According to Google Trends (the search engine’s way of tracking what people are looking up online), the answer is: maybe, sorta, kinda. Since 2004, when PSLs were released, the country’s fascination with pumpkin spice has spiked during the holiday season and continued to skyrocket year over year. Searches for hot cocoa are definitely on the rise (we compared them to pumpkin spice in the graph, below), but the flavor hasn’t quite reached pumpkin spice-level interest. Yet.
The first thing you should know is that there is a difference between hot chocolate and hot cocoa. We’re seeing a trend in hot cocoa-flavored foods, not hot chocolate ones.
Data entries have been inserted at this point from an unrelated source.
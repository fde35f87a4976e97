use pulse_metrics::math::safe_ratio;
use pulse_metrics::records::InventoryRecord;

use crate::alert::{Alert, AlertInput};
use crate::alert_rule::AlertRule;

/// Warns when stock not restocked for more than `dead_stock_days` (180)
/// holds over `dead_stock_alert_pct` (10%) of total inventory value at cost.
///
/// Rows without a restock date never count as dead.
pub struct DeadStockRule;

impl DeadStockRule {
    fn is_dead(row: &InventoryRecord, input: &AlertInput<'_>) -> bool {
        match row.last_restock_date {
            Some(restocked) => {
                (input.now - restocked).num_days() > input.heuristics.dead_stock_days
                    && row.current_stock_units > 0
            }
            None => false,
        }
    }
}

impl AlertRule for DeadStockRule {
    fn enable(&self, input: &AlertInput<'_>) -> bool {
        !input.inventory.is_empty()
    }

    fn evaluate(&self, input: &AlertInput<'_>) -> Vec<Alert> {
        let total_value: f64 = input.inventory.iter().map(InventoryRecord::stock_value).sum();
        let dead_value: f64 = input
            .inventory
            .iter()
            .filter(|r| Self::is_dead(r, input))
            .map(InventoryRecord::stock_value)
            .sum();

        let dead_pct = safe_ratio(dead_value, total_value) * 100.0;
        if dead_pct > input.heuristics.dead_stock_alert_pct {
            vec![Alert::warning(format!(
                "Dead stock (>{} days) represents {:.1}% of inventory value",
                input.heuristics.dead_stock_days, dead_pct
            ))]
        } else {
            Vec::new()
        }
    }
}
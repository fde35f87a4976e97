use chrono::Duration;

use pulse_metrics::math::pct_change;
use pulse_metrics::period::{latest_timestamp, rows_on, DaySummary};

use crate::alert::{Alert, AlertInput};
use crate::alert_rule::AlertRule;

/// Critical when the latest day's revenue fell more than `revenue_drop_pct`
/// against the same weekday one week earlier.
///
/// Compares against the table's latest date, not the wall clock.
pub struct RevenueDropRule;

impl AlertRule for RevenueDropRule {
    fn enable(&self, input: &AlertInput<'_>) -> bool {
        !input.sales.is_empty()
    }

    fn evaluate(&self, input: &AlertInput<'_>) -> Vec<Alert> {
        let Some(latest) = latest_timestamp(input.sales) else {
            return Vec::new();
        };
        let latest_day = latest.date();
        let week_ago = latest_day - Duration::days(7);

        let today = DaySummary::from_rows(&rows_on(input.sales, latest_day));
        let last_week = DaySummary::from_rows(&rows_on(input.sales, week_ago));

        if last_week.revenue <= 0.0 {
            return Vec::new();
        }

        let change = pct_change(today.revenue, last_week.revenue);
        if change < -input.thresholds.revenue_drop_pct {
            vec![Alert::critical(format!(
                "Revenue dropped {:.1}% vs. same day last week",
                change.abs()
            ))]
        } else {
            Vec::new()
        }
    }
}
use std::collections::BTreeMap;

use chrono::NaiveDateTime;

use pulse_metrics::records::{InventoryRecord, SalesRecord};
use pulse_metrics::thresholds::{Heuristics, ThresholdConfig};

use crate::alert::{AlertInput, AlertReport};
use crate::alert_rule::AlertRule;
use crate::components::dead_stock_rule::DeadStockRule;
use crate::components::low_stock_rule::LowStockRule;
use crate::components::revenue_drop_rule::RevenueDropRule;
use crate::components::stockout_rule::StockoutRule;
use crate::components::underperforming_boutique_rule::UnderperformingBoutiqueRule;
use crate::components::zero_transaction_rule::ZeroTransactionRule;
use crate::util::plural;

/// Runs a fixed list of alert rules and collects every alert they raise.
///
/// Rule order:
/// 1. RevenueDropRule: latest day vs. same day last week (critical)
/// 2. UnderperformingBoutiqueRule: below half the network mean (warning)
/// 3. ZeroTransactionRule: no sales on the latest day, from 14:00 (critical)
/// 4. LowStockRule: aggregate count at or below minimum (warning)
/// 5. StockoutRule: first five zero-stock rows (critical)
/// 6. DeadStockRule: stale stock share of value (warning)
///
/// Within each severity list, alerts keep this order.
pub struct AlertEngine {
    rules: Vec<Box<dyn AlertRule>>,
}

impl Default for AlertEngine {
    fn default() -> Self {
        Self::with_rules(vec![
            Box::new(RevenueDropRule),
            Box::new(UnderperformingBoutiqueRule),
            Box::new(ZeroTransactionRule),
            Box::new(LowStockRule),
            Box::new(StockoutRule),
            Box::new(DeadStockRule),
        ])
    }
}

impl AlertEngine {
    pub fn with_rules(rules: Vec<Box<dyn AlertRule>>) -> Self {
        Self { rules }
    }

    pub fn rules(&self) -> &[Box<dyn AlertRule>] {
        &self.rules
    }

    pub fn check(&self, input: &AlertInput<'_>) -> AlertReport {
        let mut report = AlertReport::default();
        for rule in &self.rules {
            if !rule.enable(input) {
                log::debug!("alert rule {} skipped", rule.name());
                continue;
            }
            let alerts = rule.evaluate(input);
            if !alerts.is_empty() {
                log::debug!(
                    "alert rule {} raised {} alert{}",
                    rule.name(),
                    alerts.len(),
                    plural(alerts.len())
                );
            }
            report.extend(alerts);
        }
        report
    }
}

/// Evaluate the default rules with `overrides` merged over default thresholds.
pub fn check_alerts(
    sales: &[SalesRecord],
    inventory: &[InventoryRecord],
    overrides: &BTreeMap<String, f64>,
    now: NaiveDateTime,
) -> AlertReport {
    let thresholds = ThresholdConfig::with_overrides(overrides);
    let heuristics = Heuristics::default();
    AlertEngine::default().check(&AlertInput {
        sales,
        inventory,
        thresholds: &thresholds,
        heuristics: &heuristics,
        now,
    })
}
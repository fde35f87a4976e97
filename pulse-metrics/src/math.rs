//! Zero-guarded arithmetic shared by the KPI engine, the aggregators and the
//! alert rules. Every ratio here is total: a non-positive or non-finite
//! denominator yields `0.0`, never NaN or infinity.

/// `numerator / denominator`, or `0.0` when the denominator is zero.
pub fn safe_ratio(numerator: f64, denominator: f64) -> f64 {
    if denominator == 0.0 || !denominator.is_finite() {
        return 0.0;
    }
    let value = numerator / denominator;
    if value.is_finite() {
        value
    } else {
        0.0
    }
}

/// Relative change in percent. Zero when the baseline is not positive.
pub fn pct_change(current: f64, previous: f64) -> f64 {
    if previous > 0.0 {
        safe_ratio(current - previous, previous) * 100.0
    } else {
        0.0
    }
}

/// Arithmetic mean, zero for an empty input.
pub fn mean<I>(values: I) -> f64
where
    I: IntoIterator<Item = f64>,
{
    let (sum, count) = values
        .into_iter()
        .fold((0.0, 0usize), |(s, n), v| (s + v, n + 1));
    safe_ratio(sum, count as f64)
}
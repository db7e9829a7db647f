//! Payload relay.
//!
//! Two channels with the sequencer in between. The producer fills the input
//! side, the consumer drains the output side, and the two never see each
//! other's readiness directly. A beat only leaves the input when an output
//! slot has already been reserved for it, so neither side's pauses can drop
//! or duplicate a beat.

use ipframe_proto::PayloadBeat;

use crate::{
    channel::{Channel, Permit},
    error::Backpressure,
};

/// Input and output payload channels.
#[derive(Debug, Clone)]
pub struct PayloadRelay {
    input: Channel<PayloadBeat>,
    output: Channel<PayloadBeat>,
}

impl PayloadRelay {
    /// Create a relay with the given channel depths.
    pub fn new(input_depth: usize, output_depth: usize) -> Self {
        Self {
            input: Channel::with_capacity(input_depth),
            output: Channel::with_capacity(output_depth),
        }
    }

    /// Producer side is ready.
    pub fn input_ready(&self) -> bool {
        self.input.is_ready()
    }

    /// Consumer side has a beat.
    pub fn output_valid(&self) -> bool {
        self.output.is_valid()
    }

    /// Beats buffered on either side.
    pub fn in_flight(&self) -> usize {
        self.input.len() + self.output.len()
    }

    /// Producer handshake.
    pub fn offer(&mut self, beat: PayloadBeat) -> Result<(), Backpressure<PayloadBeat>> {
        self.input.try_send(beat)
    }

    /// Consumer handshake.
    pub fn take(&mut self) -> Option<PayloadBeat> {
        self.output.try_recv()
    }

    /// Next input beat, left in place.
    pub fn peek(&self) -> Option<&PayloadBeat> {
        self.input.peek()
    }

    /// Reserve an output slot for a beat the sequencer generates itself.
    pub fn reserve_output(&mut self) -> Option<Permit<'_, PayloadBeat>> {
        self.output.reserve()
    }

    /// Pop the next input beat together with an output slot for it.
    ///
    /// Returns `None`, consuming nothing, unless both sides are ready.
    pub fn accept(&mut self) -> Option<(PayloadBeat, Permit<'_, PayloadBeat>)> {
        if !self.input.is_valid() {
            return None;
        }
        let permit = self.output.reserve()?;
        let beat = self.input.try_recv()?;
        Some((beat, permit))
    }

    /// Pop the next input beat without forwarding it.
    pub fn discard(&mut self) -> Option<PayloadBeat> {
        self.input.try_recv()
    }
}
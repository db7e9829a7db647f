//! Final state of a scenario run.

use ipframe_core::{EncapsulatorStats, SequencerEvent};

use crate::frame::{IpFrame, Transmission};

/// Everything an oracle can inspect once the bench is idle.
#[derive(Debug, Clone)]
pub struct World {
    sent: Vec<Transmission>,
    received: Vec<IpFrame>,
    stats: EncapsulatorStats,
    early_termination: bool,
    max_interframe_gap: Option<u64>,
    ticks: u64,
    events: Vec<(u64, SequencerEvent)>,
}

impl World {
    pub(crate) fn new(
        sent: Vec<Transmission>,
        received: Vec<IpFrame>,
        stats: EncapsulatorStats,
        early_termination: bool,
        max_interframe_gap: Option<u64>,
        ticks: u64,
        events: Vec<(u64, SequencerEvent)>,
    ) -> Self {
        Self { sent, received, stats, early_termination, max_interframe_gap, ticks, events }
    }

    /// Transmissions in send order.
    pub fn sent(&self) -> &[Transmission] {
        &self.sent
    }

    /// Frames in receive order.
    pub fn received(&self) -> &[IpFrame] {
        &self.received
    }

    /// Engine counters.
    pub fn stats(&self) -> EncapsulatorStats {
        self.stats
    }

    /// Engine alarm at the end of the run.
    pub fn early_termination(&self) -> bool {
        self.early_termination
    }

    /// Longest idle run between consecutive frames on the payload output.
    pub fn max_interframe_gap(&self) -> Option<u64> {
        self.max_interframe_gap
    }

    /// Ticks until idle.
    pub fn ticks(&self) -> u64 {
        self.ticks
    }

    /// Sequencer events, tagged with their tick.
    pub fn events(&self) -> &[(u64, SequencerEvent)] {
        &self.events
    }
}
//! Fixed verification matrix.
//!
//! Nine cases, each run for payload lengths 1 through 17 under every
//! schedule in [`PauseSchedule::MATRIX`]. Every case except the first sends
//! two frames back to back: a first frame carrying the case's fault and a
//! clean second frame to a different host, which must come through intact
//! whatever happened to the first.

use std::{fmt, net::Ipv4Addr, ops::RangeInclusive};

use ipframe_core::EncapsulatorConfig;
use tracing::debug;

use crate::{
    error::HarnessError,
    frame::{Fault, FrameTemplate, IpFrame, UdpFrame, sequence_payload},
    model::tick_budget,
    pause::PauseSchedule,
    sink::SinkError,
    testbench::Testbench,
};

/// Payload lengths every case runs over.
pub const PAYLOAD_LENGTHS: RangeInclusive<usize> = 1..=17;

/// One verification case.
#[derive(Debug, Clone, Copy, PartialEq, Eq)]
pub enum MatrixCase {
    /// One clean frame
    SingleFrame,
    /// Two clean frames back to back
    BackToBack,
    /// Error flag on the first frame
    ErrorFlag,
    /// Extra bytes past the first frame's declared length
    TrailingBytes(u8),
    /// Extra bytes and the error flag on the first frame
    TrailingBytesWithError(u8),
    /// First frame's payload cut short
    TruncatedPayload(u8),
}

impl MatrixCase {
    /// Every case, in run order.
    pub const ALL: [Self; 9] = [
        Self::SingleFrame,
        Self::BackToBack,
        Self::ErrorFlag,
        Self::TrailingBytes(1),
        Self::TrailingBytes(10),
        Self::TrailingBytesWithError(1),
        Self::TrailingBytesWithError(10),
        Self::TruncatedPayload(1),
        Self::TruncatedPayload(10),
    ];

    fn fault(self) -> Fault {
        match self {
            Self::SingleFrame | Self::BackToBack => Fault::None,
            Self::ErrorFlag => Fault::ErrorFlag,
            Self::TrailingBytes(count) => Fault::Trailing(count),
            Self::TrailingBytesWithError(count) => Fault::TrailingWithError(count),
            Self::TruncatedPayload(count) => Fault::Truncated(count),
        }
    }

    /// Length the first frame declares. A truncated frame declares `count`
    /// bytes more than the `payload_len` it actually sends.
    fn declared_len(self, payload_len: usize) -> usize {
        match self {
            Self::TruncatedPayload(count) => payload_len + usize::from(count),
            _ => payload_len,
        }
    }
}

impl fmt::Display for MatrixCase {
    fn fmt(&self, f: &mut fmt::Formatter<'_>) -> fmt::Result {
        match self {
            Self::SingleFrame => f.write_str("single frame"),
            Self::BackToBack => f.write_str("back to back"),
            Self::ErrorFlag => f.write_str("error flag"),
            Self::TrailingBytes(count) => write!(f, "trailing bytes ({count})"),
            Self::TrailingBytesWithError(count) => write!(f, "trailing bytes with error ({count})"),
            Self::TruncatedPayload(count) => write!(f, "truncated payload ({count})"),
        }
    }
}

/// Outcome of a passing case.
#[derive(Debug, Clone)]
pub struct CaseReport {
    /// Case run
    pub case: MatrixCase,
    /// Payload length used
    pub payload_len: usize,
    /// Schedule used
    pub schedule: PauseSchedule,
    /// Ticks until the bench went idle
    pub ticks: u64,
    /// Frames received, in order
    pub frames: Vec<IpFrame>,
}

/// Run one case and check its outcome.
pub fn run_case(
    case: MatrixCase,
    payload_len: usize,
    schedule: PauseSchedule,
    config: EncapsulatorConfig,
) -> Result<CaseReport, HarnessError> {
    let template = FrameTemplate::standard();
    let first = template.build(sequence_payload(case.declared_len(payload_len)));
    let second =
        template.with_dest_addr(Ipv4Addr::new(192, 168, 1, 102)).build(sequence_payload(payload_len));

    let sent = first.transmission().with_fault(case.fault());
    let mut transmissions = vec![sent.clone()];
    if case != MatrixCase::SingleFrame {
        transmissions.push(second.transmission());
    }

    let mut bench = Testbench::new(config, schedule)?;
    for tx in &transmissions {
        bench.send(tx);
    }
    let ticks = bench.run_until_idle(tick_budget(&transmissions))?;
    debug!(%case, payload_len, %schedule, ticks, "case idle");

    let mut frames = Vec::new();
    let received = receive(&mut bench, 0)?;
    match case {
        MatrixCase::SingleFrame | MatrixCase::BackToBack | MatrixCase::TrailingBytes(_) => {
            expect_frame(0, &received, &first, false)?;
        },
        MatrixCase::ErrorFlag | MatrixCase::TrailingBytesWithError(_) => {
            expect_frame(0, &received, &first, true)?;
        },
        MatrixCase::TruncatedPayload(_) => {
            let udp = received.to_udp()?;
            ensure(0, received.error, "truncated frame not flagged")?;
            ensure(0, udp.header == first.header, "truncated frame header altered")?;
            ensure(0, udp.payload == sent.payload, "truncated frame payload altered")?;
            ensure(0, bench.engine().early_termination(), "alarm not raised")?;
            bench.engine_mut().clear_alarm();
        },
    }
    frames.push(received);

    if case != MatrixCase::SingleFrame {
        let received = receive(&mut bench, 1)?;
        expect_frame(1, &received, &second, false)?;
        frames.push(received);
    }

    ensure(frames.len(), bench.recv() == Err(SinkError::Empty), "sink not empty")?;
    ensure(frames.len(), !bench.engine().early_termination(), "alarm raised")?;

    if case == MatrixCase::BackToBack && schedule == PauseSchedule::Never {
        ensure(1, bench.sink().max_interframe_gap() == Some(0), "idle tick between frames")?;
    }

    Ok(CaseReport { case, payload_len, schedule, ticks, frames })
}

fn receive(bench: &mut Testbench, index: usize) -> Result<IpFrame, HarnessError> {
    bench.recv().map_err(|e| HarnessError::Mismatch { index, detail: e.to_string() })
}

fn expect_frame(
    index: usize,
    received: &IpFrame,
    frame: &UdpFrame,
    error: bool,
) -> Result<(), HarnessError> {
    let udp = received.to_udp()?;
    if udp != *frame {
        return Err(HarnessError::Mismatch {
            index,
            detail: format!("expected {frame:?}, got {udp:?}"),
        });
    }
    ensure(
        index,
        received.header.total_length == frame.expected_total_length(),
        "wrong total length",
    )?;
    ensure(index, received.error == error, "wrong error flag")
}

fn ensure(index: usize, ok: bool, detail: &str) -> Result<(), HarnessError> {
    if ok { Ok(()) } else { Err(HarnessError::Mismatch { index, detail: detail.into() }) }
}

#[cfg(test)]
mod tests {
    use super::*;

    #[test]
    fn every_case_once() {
        for case in MatrixCase::ALL {
            let report = run_case(case, 9, PauseSchedule::Never, EncapsulatorConfig::default());
            assert!(report.is_ok(), "{case}: {report:?}");
        }
    }

    #[test]
    fn back_to_back_reports_both_frames() {
        let report =
            run_case(MatrixCase::BackToBack, 3, PauseSchedule::Never, EncapsulatorConfig::default())
                .unwrap();

        assert_eq!(report.frames.len(), 2);
        assert_eq!(report.frames[1].header.ip.dest_addr, Ipv4Addr::new(192, 168, 1, 102));
    }

    #[test]
    fn truncated_case_sends_every_byte_but_the_missing_tail() {
        for payload_len in [1, 3, 9, 10] {
            let report = run_case(
                MatrixCase::TruncatedPayload(10),
                payload_len,
                PauseSchedule::Never,
                EncapsulatorConfig::default(),
            )
            .unwrap();

            let frame = &report.frames[0];
            let expected: Vec<u8> = (0..payload_len as u8).collect();
            assert!(frame.error);
            assert_eq!(&frame.payload[8..], expected.as_slice());
            assert_eq!(usize::from(frame.header.total_length), 20 + 8 + payload_len + 10);
        }
    }
}
//! UDP header word.
//!
//! The UDP header is exactly one datapath word, so it is emitted as a single
//! full beat ahead of the payload. The layout is checked at compile time by
//! `zerocopy`; all fields are network byte order.

use zerocopy::{
    FromBytes, Immutable, IntoBytes, KnownLayout, Unaligned, network_endian::U16,
};

use crate::{
    beat::{BEAT_BYTES, PayloadBeat},
    errors::{ProtocolError, Result},
    header::UdpFields,
};

/// Size of the UDP header in bytes.
pub const UDP_HEADER_SIZE: usize = 8;

const _: () = assert!(UDP_HEADER_SIZE == BEAT_BYTES, "UDP header must fill exactly one beat");

/// On-wire UDP header.
#[derive(Debug, Clone, Copy, PartialEq, Eq, FromBytes, IntoBytes, KnownLayout, Immutable, Unaligned)]
#[repr(C)]
pub struct UdpHeaderWire {
    source_port: U16,
    dest_port: U16,
    length: U16,
    checksum: U16,
}

impl UdpHeaderWire {
    /// Lay out `fields` in network byte order.
    pub fn new(fields: &UdpFields) -> Self {
        Self {
            source_port: U16::new(fields.source_port),
            dest_port: U16::new(fields.dest_port),
            length: U16::new(fields.length),
            checksum: U16::new(fields.checksum),
        }
    }

    /// Parse the header off the front of a datagram, returning the fields and
    /// the remaining payload.
    pub fn parse(datagram: &[u8]) -> Result<(UdpFields, &[u8])> {
        let (wire, payload) = Self::read_from_prefix(datagram).map_err(|_| {
            ProtocolError::DatagramTooShort { len: datagram.len(), min: UDP_HEADER_SIZE }
        })?;
        Ok((wire.fields(), payload))
    }

    /// Host-order fields.
    pub fn fields(&self) -> UdpFields {
        UdpFields {
            source_port: self.source_port.get(),
            dest_port: self.dest_port.get(),
            length: self.length.get(),
            checksum: self.checksum.get(),
        }
    }

    /// Raw header bytes.
    pub fn to_array(&self) -> [u8; UDP_HEADER_SIZE] {
        let mut out = [0u8; UDP_HEADER_SIZE];
        out.copy_from_slice(self.as_bytes());
        out
    }

    /// The header as a full payload beat.
    pub fn to_beat(&self, last: bool) -> PayloadBeat {
        PayloadBeat::word(self.to_array(), last)
    }
}
//! Harness error types.

use ipframe_core::ConfigError;
use ipframe_proto::ProtocolError;
use thiserror::Error;

/// Failures raised while driving or checking the engine.
#[derive(Debug, Error)]
pub enum HarnessError {
    /// The engine rejected its configuration.
    #[error("invalid engine configuration: {0}")]
    Config(#[from] ConfigError),

    /// Output could not be decoded.
    #[error("malformed output: {0}")]
    Protocol(#[from] ProtocolError),

    /// The bench did not go idle within the tick budget.
    #[error("not idle after {ticks} ticks")]
    Timeout {
        /// Budget that ran out
        ticks: u64,
    },

    /// A payload frame completed with no IP header to pair it with.
    #[error("payload frame completed without an IP header")]
    OrphanPayload,

    /// Received output differs from what was expected.
    #[error("frame {index}: {detail}")]
    Mismatch {
        /// Position of the frame in send order
        index: usize,
        /// What differed
        detail: String,
    },

    /// A scenario's oracle rejected the final state.
    #[error("scenario '{scenario}': {reason}")]
    Oracle {
        /// Scenario name
        scenario: String,
        /// Oracle's explanation
        reason: String,
    },
}
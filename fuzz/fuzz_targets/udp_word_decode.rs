//! Parses arbitrary bytes as a UDP header and checks that re-encoding the
//! fields reproduces the input word.

#![no_main]

use ipframe_proto::{UDP_HEADER_SIZE, UdpHeaderWire};
use libfuzzer_sys::fuzz_target;

fuzz_target!(|data: &[u8]| {
    match UdpHeaderWire::parse(data) {
        Ok((fields, payload)) => {
            assert_eq!(payload.len(), data.len() - UDP_HEADER_SIZE);
            let wire = UdpHeaderWire::new(&fields);
            assert_eq!(&wire.to_array()[..], &data[..UDP_HEADER_SIZE]);

            let beat = wire.to_beat(true);
            assert_eq!(beat.bytes().ok(), Some(&data[..UDP_HEADER_SIZE]));
        },
        Err(_) => assert!(data.len() < UDP_HEADER_SIZE),
    }
});
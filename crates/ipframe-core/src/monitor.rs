//! Early-termination monitor.
//!
//! A frame ends early when the producer marks a beat `last` before delivering
//! the payload length its UDP header declared. The frame is still forwarded
//! in full; the monitor forces the error marker on the emitted final beat and
//! latches an alarm that stays set until the consumer clears it.

use ipframe_proto::PayloadBeat;
use tracing::warn;

/// Running counters.
#[derive(Debug, Clone, Copy, Default, PartialEq, Eq)]
pub struct EncapsulatorStats {
    /// Frames whose final beat has been emitted
    pub frames: u64,
    /// Frames that ended before their declared length
    pub truncated_frames: u64,
    /// Input beats dropped past the declared length
    pub trailing_beats_discarded: u64,
}

/// Sticky early-termination alarm plus counters.
#[derive(Debug, Clone, Default)]
pub struct ErrorMonitor {
    early_termination: bool,
    stats: EncapsulatorStats,
}

impl ErrorMonitor {
    /// Create a monitor with the alarm clear.
    pub fn new() -> Self {
        Self::default()
    }

    /// Police a frame's final beat against the bytes still owed.
    ///
    /// `remaining` is the declared payload not yet relayed before `beat`.
    /// Returns true, with the beat's error marker forced on, if the frame
    /// came up short.
    pub fn police_final(&mut self, beat: &mut PayloadBeat, remaining: usize) -> bool {
        if beat.len() >= remaining {
            return false;
        }

        warn!(remaining, delivered = beat.len(), "payload ended before declared length");
        beat.error = true;
        self.early_termination = true;
        self.stats.truncated_frames += 1;
        true
    }

    /// A beat past the declared length was dropped.
    pub fn record_discard(&mut self) {
        self.stats.trailing_beats_discarded += 1;
    }

    /// A frame's final beat was emitted.
    pub fn record_frame(&mut self) {
        self.stats.frames += 1;
    }

    /// Sticky alarm state.
    pub fn early_termination(&self) -> bool {
        self.early_termination
    }

    /// Reset the alarm. Counters are kept.
    pub fn clear(&mut self) {
        self.early_termination = false;
    }

    /// Counters so far.
    pub fn stats(&self) -> EncapsulatorStats {
        self.stats
    }
}
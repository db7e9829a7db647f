//! Reference model.
//!
//! The model knows nothing about beats, channels or ticks. Given one
//! transmission it states the single IP frame the engine must emit for it:
//!
//! - the IP header carries the input's Ethernet and IPv4 fields and a total
//!   length of `ihl * 4 + udp.length`, wrapping at 16 bits
//! - the payload is the UDP header word followed by at most the declared
//!   number of payload bytes
//! - a payload shorter than declared is forwarded as-is, flagged as an
//!   error, and raises the alarm
//! - otherwise the error flag is whatever the sender put on its final beat
//!
//! Comparing the engine against the model under random pause schedules is
//! what pins down pause invariance.

use bytes::{BufMut, BytesMut};
use ipframe_core::EncapsulatorConfig;
use ipframe_proto::{IpHeaderDescriptor, UDP_HEADER_SIZE};
use tracing::debug;

use crate::{
    error::HarnessError,
    frame::{IpFrame, Transmission},
    pause::PauseSchedule,
    sink::SinkError,
    testbench::Testbench,
};

/// Pure model of the encapsulator.
#[derive(Debug, Clone, Default)]
pub struct ReferenceModel {
    alarm: bool,
    frames: u64,
    truncated_frames: u64,
}

impl ReferenceModel {
    /// Create a model with the alarm clear.
    pub fn new() -> Self {
        Self::default()
    }

    /// The frame the engine must emit for `tx`.
    pub fn encapsulate(&mut self, tx: &Transmission) -> IpFrame {
        let header = tx.header;
        let declared = header.declared_payload_len();
        let truncated = tx.payload.len() < declared;
        let kept = tx.payload.len().min(declared);

        let mut payload = BytesMut::with_capacity(UDP_HEADER_SIZE + kept);
        payload.put_u16(header.udp.source_port);
        payload.put_u16(header.udp.dest_port);
        payload.put_u16(header.udp.length);
        payload.put_u16(header.udp.checksum);
        payload.put_slice(&tx.payload[..kept]);

        self.frames += 1;
        if truncated {
            self.alarm = true;
            self.truncated_frames += 1;
        }

        IpFrame {
            header: IpHeaderDescriptor {
                eth: header.eth,
                ip: header.ip,
                total_length: (u16::from(header.ip.header_len_words) * 4)
                    .wrapping_add(header.udp.length),
            },
            payload: payload.freeze(),
            error: truncated || tx.error,
        }
    }

    /// Sticky early-termination alarm.
    pub fn alarm(&self) -> bool {
        self.alarm
    }

    /// Reset the alarm.
    pub fn clear_alarm(&mut self) {
        self.alarm = false;
    }

    /// Frames modelled so far.
    pub fn frames(&self) -> u64 {
        self.frames
    }

    /// Frames that came up short.
    pub fn truncated_frames(&self) -> u64 {
        self.truncated_frames
    }
}

/// A tick budget generous enough for `transmissions` under any schedule.
pub fn tick_budget(transmissions: &[Transmission]) -> u64 {
    let beats: usize = transmissions.iter().map(|tx| tx.beats().len()).sum();
    64 + 16 * (beats + 2 * transmissions.len()) as u64
}

/// Run `transmissions` through a fresh engine and compare every output frame,
/// the alarm and the counters against the model.
pub fn check_against_model(
    config: EncapsulatorConfig,
    schedule: PauseSchedule,
    transmissions: &[Transmission],
) -> Result<(), HarnessError> {
    let mut bench = Testbench::new(config, schedule)?;
    for tx in transmissions {
        bench.send(tx);
    }
    let ticks = bench.run_until_idle(tick_budget(transmissions))?;
    debug!(frames = transmissions.len(), ticks, %schedule, "bench idle");

    let mut model = ReferenceModel::new();
    for (index, tx) in transmissions.iter().enumerate() {
        let expected = model.encapsulate(tx);
        let actual = bench
            .recv()
            .map_err(|e| HarnessError::Mismatch { index, detail: e.to_string() })?;

        if actual != expected {
            return Err(HarnessError::Mismatch {
                index,
                detail: format!("expected {expected:?}, got {actual:?}"),
            });
        }
    }

    let index = transmissions.len();
    if let Ok(extra) = bench.recv() {
        return Err(HarnessError::Mismatch { index, detail: format!("unexpected {extra:?}") });
    }
    if bench.recv() == Err(SinkError::InProgress) {
        return Err(HarnessError::Mismatch { index, detail: "partial frame left".into() });
    }

    let engine = bench.engine();
    if engine.early_termination() != model.alarm() {
        return Err(HarnessError::Mismatch {
            index,
            detail: format!("alarm {} but model says {}", engine.early_termination(), model.alarm()),
        });
    }

    let stats = engine.stats();
    if (stats.frames, stats.truncated_frames) != (model.frames(), model.truncated_frames()) {
        return Err(HarnessError::Mismatch {
            index,
            detail: format!(
                "counted {} frames ({} truncated), model has {} ({})",
                stats.frames,
                stats.truncated_frames,
                model.frames(),
                model.truncated_frames()
            ),
        });
    }

    Ok(())
}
The latter is made with shaved or ground chocolate combined with hot milk or water, so it’s often less sweet. Hot cocoa, conversely, is made from cocoa powder (cacao solids separated from cocoa butter, which removes the fat) mixed with sugar and powdered milk.
Of course, the terms “hot chocolate” and “hot cocoa” are often mistakenly used interchangeably. General rule of thumb: If you’re craving something more bitter and rich, go for hot chocolate, because it has a higher fat content. If you want a lighter and sweeter drink, hot cocoa is a better bet, because it tends to come out a thinner liquid.